▶ [Problem description]: Gather all lines in the data that hold the string "while".

▶ [Materials provided]:
----------

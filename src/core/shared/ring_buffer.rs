//! Lock-free SPSC ring of pointer events
//!
//! Layout of the shared region (32-bit cells):
//!
//! | Cell                  | Description                                 |
//! |-----------------------|---------------------------------------------|
//! | 0                     | `write_index` - published by the producer   |
//! | 1                     | `read_index`  - published by the consumer   |
//! | 2                     | `overflow` (0/1) - raised by the producer   |
//! | 3 .. head_offset      | reserved                                    |
//! | head_offset ..        | `capacity` records of `record_width` cells  |
//!
//! Each record starts with `{x, y, type, val}`; cells past the fourth are
//! left untouched. One slot is always kept free so `write == read` means empty.
//!
//! A full ring drops the new event and raises `overflow`; it never blocks and
//! never overwrites unread records.

use std::sync::atomic::Ordering;

use thiserror::Error;
use tracing::warn;

use crate::domain::input_event::RawEvent;

use super::region::SharedRegion;

pub const WRITE_INDEX_CELL: usize = 0;
pub const READ_INDEX_CELL: usize = 1;
pub const OVERFLOW_CELL: usize = 2;

/// First cell that may hold records
pub const MIN_HEAD_OFFSET: usize = 3;
pub const DEFAULT_HEAD_OFFSET: usize = 4;
/// x, y, type, val
pub const EVENT_RECORD_WIDTH: usize = 4;
pub const DEFAULT_INPUT_CAPACITY: usize = 1024;

#[derive(Debug, Clone, Copy, PartialEq, Eq)]
pub struct RingLayout {
    pub capacity: usize,
    pub record_width: usize,
    pub head_offset: usize,
}

impl Default for RingLayout {
    fn default() -> Self {
        Self {
            capacity: DEFAULT_INPUT_CAPACITY,
            record_width: EVENT_RECORD_WIDTH,
            head_offset: DEFAULT_HEAD_OFFSET,
        }
    }
}

impl RingLayout {
    pub fn with_capacity(capacity: usize) -> Self {
        Self {
            capacity,
            ..Self::default()
        }
    }

    /// Cells a region needs to hold this layout
    pub fn required_cells(&self) -> usize {
        self.capacity
            .saturating_mul(self.record_width)
            .saturating_add(self.head_offset)
    }

    pub fn validate(&self) -> Result<(), RingError> {
        if self.capacity < 2 || self.capacity > i32::MAX as usize {
            return Err(RingError::Capacity(self.capacity));
        }
        if self.record_width < EVENT_RECORD_WIDTH {
            return Err(RingError::RecordWidth(self.record_width));
        }
        if self.head_offset < MIN_HEAD_OFFSET {
            return Err(RingError::HeadOffset(self.head_offset));
        }
        Ok(())
    }
}

#[derive(Debug, Clone, PartialEq, Eq, Error)]
pub enum RingError {
    #[error("ring capacity must be in [2, i32::MAX], got {0}")]
    Capacity(usize),
    #[error("record width must be at least 4 cells, got {0}")]
    RecordWidth(usize),
    #[error("head offset must be at least 3, got {0}")]
    HeadOffset(usize),
    #[error("shared region has {actual} cells, layout needs {required}")]
    RegionTooSmall { required: usize, actual: usize },
}

/// Owned view over a shared region holding the input ring.
///
/// Producer and consumer each build their own `InputRing` over the same
/// region. Exactly one context may call [`push`](Self::push) and exactly one
/// may call the drain/overflow methods.
pub struct InputRing<R: SharedRegion> {
    region: R,
    layout: RingLayout,
}

impl<R: SharedRegion> InputRing<R> {
    pub fn new(region: R, layout: RingLayout) -> Result<Self, RingError> {
        layout.validate()?;
        let required = layout.required_cells();
        if region.len() < required {
            return Err(RingError::RegionTooSmall {
                required,
                actual: region.len(),
            });
        }
        Ok(Self { region, layout })
    }

    #[inline]
    pub fn layout(&self) -> RingLayout {
        self.layout
    }

    #[inline]
    pub fn capacity(&self) -> usize {
        self.layout.capacity
    }

    pub fn region(&self) -> &R {
        &self.region
    }

    /// Cursor read back from shared memory, forced into `[0, capacity)`
    #[inline]
    fn cursor(&self, cell: usize, order: Ordering) -> usize {
        let raw = self.region.load(cell, order);
        raw.rem_euclid(self.layout.capacity as i32) as usize
    }

    #[inline]
    fn record_base(&self, index: usize) -> usize {
        self.layout.head_offset + index * self.layout.record_width
    }

    fn read_record(&self, index: usize) -> RawEvent {
        let base = self.record_base(index);
        RawEvent {
            x: self.region.load(base, Ordering::Relaxed),
            y: self.region.load(base + 1, Ordering::Relaxed),
            kind: self.region.load(base + 2, Ordering::Relaxed),
            val: self.region.load(base + 3, Ordering::Relaxed),
        }
    }

    // === Producer side ===

    /// Enqueue one event. Returns `false` and raises the overflow flag when
    /// the ring is full; the event is dropped.
    pub fn push(&self, event: RawEvent) -> bool {
        let write = self.cursor(WRITE_INDEX_CELL, Ordering::Relaxed);
        let read = self.cursor(READ_INDEX_CELL, Ordering::Acquire);
        let next = (write + 1) % self.layout.capacity;
        if next == read {
            self.region.store(OVERFLOW_CELL, 1, Ordering::Release);
            return false;
        }

        let base = self.record_base(write);
        self.region.store(base, event.x, Ordering::Relaxed);
        self.region.store(base + 1, event.y, Ordering::Relaxed);
        self.region.store(base + 2, event.kind, Ordering::Relaxed);
        self.region.store(base + 3, event.val, Ordering::Relaxed);

        // Publish last: the consumer must never see a half-written record.
        self.region.store(WRITE_INDEX_CELL, next as i32, Ordering::Release);
        true
    }

    // === Consumer side ===

    /// Take every published record in FIFO order
    pub fn drain_all(&self) -> Vec<RawEvent> {
        let mut out = Vec::with_capacity(self.pending_count());
        self.drain_into(&mut out);
        out
    }

    /// Append every published record to `out` and return how many were taken.
    /// Reusing `out` across ticks keeps the consumer allocation-free.
    pub fn drain_into(&self, out: &mut Vec<RawEvent>) -> usize {
        let write = self.cursor(WRITE_INDEX_CELL, Ordering::Acquire);
        let mut read = self.cursor(READ_INDEX_CELL, Ordering::Relaxed);
        let start = out.len();

        while read != write {
            out.push(self.read_record(read));
            read = (read + 1) % self.layout.capacity;
        }

        self.region.store(READ_INDEX_CELL, read as i32, Ordering::Release);
        out.len() - start
    }

    /// Records published but not yet drained
    pub fn pending_count(&self) -> usize {
        let write = self.cursor(WRITE_INDEX_CELL, Ordering::Acquire);
        let read = self.cursor(READ_INDEX_CELL, Ordering::Acquire);
        if write >= read {
            write - read
        } else {
            self.layout.capacity - read + write
        }
    }

    pub fn check_overflow(&self) -> bool {
        self.region.load(OVERFLOW_CELL, Ordering::Acquire) != 0
    }

    pub fn clear_overflow(&self) {
        self.region.store(OVERFLOW_CELL, 0, Ordering::Release);
    }

    /// Observe and reset the overflow flag in one step, so a flag raised
    /// between a separate check and clear cannot be lost.
    pub fn check_and_clear_overflow(&self) -> bool {
        let overflowed = self.region.swap(OVERFLOW_CELL, 0, Ordering::AcqRel) != 0;
        if overflowed {
            warn!(capacity = self.layout.capacity, "input ring overflowed, events were dropped");
        }
        overflowed
    }

    /// Zero both cursors and the overflow flag.
    ///
    /// Only valid while the producer is quiescent, e.g. right after creating
    /// the shared buffer.
    pub fn reset(&self) {
        self.region.store(WRITE_INDEX_CELL, 0, Ordering::Release);
        self.region.store(READ_INDEX_CELL, 0, Ordering::Release);
        self.region.store(OVERFLOW_CELL, 0, Ordering::Release);
    }
}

----------

▶ [Completed exercise]:
        while read != write {
    /// Only valid while the producer is quiescent, e.g. right after creating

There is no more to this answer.